Predictive Analytics: The Problem of Churn Forecasting
In this lesson, you’re expected to understand the concepts of predictive modeling and machine learning.
Introduction to Predictive Analytics
There are many business problems that can be resolved with predictive analytics or machine learning.
For example, a telecom company is interested in inferring which customers are more probable to migrate to another carrier next month. Thus, if they can anticipate this information, they can carry out personalized retention campaigns. When a new customer walks into a bank asking for a mortgage, the manager needs to anticipate the probability of default for that particular customer. Similarly, a health insurance company needs to infer next year’s accident rate of their policies so that they can check their rates.
All of these cases have something in common – the company has historical data of past events.
For example, a telco company does not know which customer will churn next month, but it has information of which customers churned the previous month, two months ago, or the year before.
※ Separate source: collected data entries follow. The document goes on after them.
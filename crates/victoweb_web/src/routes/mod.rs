//! Route table.
//!
//! Handlers check access through [`Viewer`](crate::session::Viewer) first,
//! then run one service call on the blocking pool.

use crate::state::AppState;
use axum::http::{header, HeaderMap, StatusCode};
use axum::response::{IntoResponse, Response};
use axum::routing::{get, post};
use axum::Router;
use rusqlite::Connection;
use victoweb_core::repo::account_repo::SqliteAccountRepository;
use victoweb_core::repo::chat_repo::SqliteChatRepository;
use victoweb_core::repo::post_repo::SqlitePostRepository;
use victoweb_core::repo::video_repo::SqliteVideoRepository;
use victoweb_core::service::account_service::AccountService;
use victoweb_core::service::chat_service::ChatService;
use victoweb_core::service::post_service::PostService;
use victoweb_core::service::video_service::VideoService;

mod accounts;
mod hub;
mod pages;
mod posts;

pub fn router() -> Router<AppState> {
    Router::new()
        .route("/", get(pages::home))
        .route("/health", get(pages::health))
        .route("/legacy.html", get(pages::legacy))
        .route("/committees/{key}", get(pages::committee))
        .route("/login/", get(accounts::login_page).post(accounts::login))
        .route("/login.html", get(accounts::login_page).post(accounts::login))
        .route("/signup/", get(accounts::signup_page).post(accounts::signup))
        .route("/register.html", get(accounts::signup_page).post(accounts::signup))
        .route("/logout/", post(accounts::logout))
        .route("/posts/", get(posts::list_posts))
        .route("/posts.html", get(posts::list_posts))
        .route("/posts/editor/help", get(posts::editor_help))
        .route("/posts/editor/preview", post(posts::preview))
        .route("/posts/{slug}", get(posts::post_detail))
        .route("/media/", get(posts::media_gallery))
        .route("/media.html", get(posts::media_gallery))
        .route("/videos.html", get(posts::list_videos))
        .route("/create-posts/", post(posts::create_post))
        .route("/create-posts.html", post(posts::create_post))
        .route("/admin/posts/{pk}/edit", post(posts::edit_post))
        .route("/admin/posts/{pk}/delete", post(posts::delete_post))
        .route("/create-videos/", post(posts::create_video))
        .route("/create-videos.html", post(posts::create_video))
        .route("/admin/videos/{pk}/edit", post(posts::edit_video))
        .route("/admin/videos/{pk}/delete", post(posts::delete_video))
        .route("/admin/hub", get(hub::hub_page))
        .route("/admin/hub/fragment/chat", get(hub::chat_fragment))
        .route("/admin/hub/fragment/tasks", get(hub::tasks_fragment))
        .route("/admin/chat/events", get(hub::events))
        .route("/admin/chat/messages/", post(hub::create_message))
        .route("/admin/chat/messages/{pk}/delete", post(hub::delete_message))
        .route("/admin/chat/tasks/", post(hub::create_task))
        .route("/admin/chat/tasks/{pk}/status", post(hub::update_task_status))
        .route("/admin/chat/tasks/{pk}/assignment", post(hub::update_task_assignment))
        .route("/admin/chat/tasks/{pk}/todos", post(hub::add_todo))
        .route("/admin/chat/tasks/{pk}/delete", post(hub::delete_task))
        .route("/admin/chat/todos/{pk}/toggle", post(hub::toggle_todo))
}

pub(crate) fn see_other(location: &str) -> Response {
    (StatusCode::SEE_OTHER, [(header::LOCATION, location)]).into_response()
}

/// `204` + `HX-Redirect` for htmx callers, `303` otherwise.
pub(crate) fn redirect_after_form(headers: &HeaderMap, location: &str) -> Response {
    if crate::session::is_htmx(headers) {
        (StatusCode::NO_CONTENT, [("hx-redirect", location)]).into_response()
    } else {
        see_other(location)
    }
}

pub(crate) fn account_service(conn: &Connection) -> AccountService<SqliteAccountRepository<'_>> {
    AccountService::new(SqliteAccountRepository::new(conn))
}

pub(crate) fn post_service(conn: &Connection) -> PostService<SqlitePostRepository<'_>> {
    PostService::new(SqlitePostRepository::new(conn))
}

pub(crate) fn video_service(conn: &Connection) -> VideoService<SqliteVideoRepository<'_>> {
    VideoService::new(SqliteVideoRepository::new(conn))
}

pub(crate) fn chat_service(conn: &Connection) -> ChatService<SqliteChatRepository<'_>> {
    ChatService::new(SqliteChatRepository::new(conn))
}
The information of those past events is not only meaningful to understand why customers churn and what keeps them engaged to a particular carrier, but is also useful to predict which customer will churn in the future.
Predictive analytics and machine learning are the tools that enable us to use historical data to find patterns and use them to predict future events.
A good churn model is vital for a telecom company as engaging new customers is often more costly than retaining existing ones. Hence, most companies usually have proactive policies towards customer retention.
Predictive Modeling: The Learning Problem
The first step to apply predictive analytics and machine learning in your company is to identify a business question that we need to answer. Depending on the type of question we are trying to answer and according to the type of answer we are seeking, we will choose the most appropriate technique.
If the business use case is answered by YES/NO, we have a binaryclassification problem. We could also have a multiclass problem where the answer is a categorical variable with more than two unique values. Thus, classifiers are a family of techniques used when our problem has a discrete set of answers. Some examples include:
• Is a customer going to leave the company or not? This is binary yes/no.
• Given the results of a clinical test, does this patient have cancer? This is binary yes/no.
• Given the characteristics of a new customer, what product will he buy? This is multiclass.
• Given the past activity associated with a bank account, will the account fall in arrears? This is binary yes/no.
If our question is answered by estimating a numerical value, we are presented with a regression problem.
• Given the characteristics of an apartment, what is its expected price? How many dollars will the price increase if it includes a parking space?
• Given the past records and demographic characteristics of a policyholder, what will be his accident rate during next year?
• Given the characteristics of a car, such as the brand, horsepower, miles per gallon, what will be its price?
So the first step is to find a business problem that we need to predict. Second, we need to define what exactly it is that we are trying to predict.
For example, the churn problem in a telco company. In this case, the company is interested in knowing in advance which customers will leave the provider so that they can make them an offer before they actually decide to leave the company. Thus, in this case, it is important to define exactly what the company understands by churn. We can define churn as customers who will migrate from the current provider to another one within the next month.
However, note that the company could have used an alternative definition of churn that would be resolving a different business problem.
For example, another definition could be: lines that become inactive, i.e. lines that are not used for three consecutive weeks. Note that the correct definition of the question and the answer we are seeking is of vital importance.
The previous two definitions are valid for churn however, they are solving different business problems. So narrowing the business problem and making accurate definitions is vital before one can start to create a model.
The Churn Case Example
Once we have defined the problem and the answer to that problem, we build our target variable, which is the answer to the question.
In our churn example, the target will be if the customer switches his line to another provider. This is a binary target, where 1 represents that the line migrated and 0 that it did not migrate.
Thus, in a supervised classification problem, given a set of examples with their corresponding label or target, our goal is to predict the membership of a given instance to one of a predefined discrete set of classes.
In our example, we need to assign to each telephone number whether it migrates or not. We also need to create a set of predictors.
Predictors are a set of variables that we will use to define each observation and from which we will predict the target. For example, in the churn case, we can characterize each phone number by the total day calls, number of text messages received/sent, total night calls, internet plan, city of residence etc.
So at this point, we will create a table with data about our customers, where each row in the table represents a telephone and the columns contain customer attributes, including the target variable. So the basic pipeline for supervised learning involves two main steps:
• Training: Given a set of data instances X and their corresponding label Y, we want to fit a model that captures the underlying trends and patterns.
• Testing or exploitation: Given a model, we want to apply it to new unseen data in order to predict its label. Usually we aim to predict future values.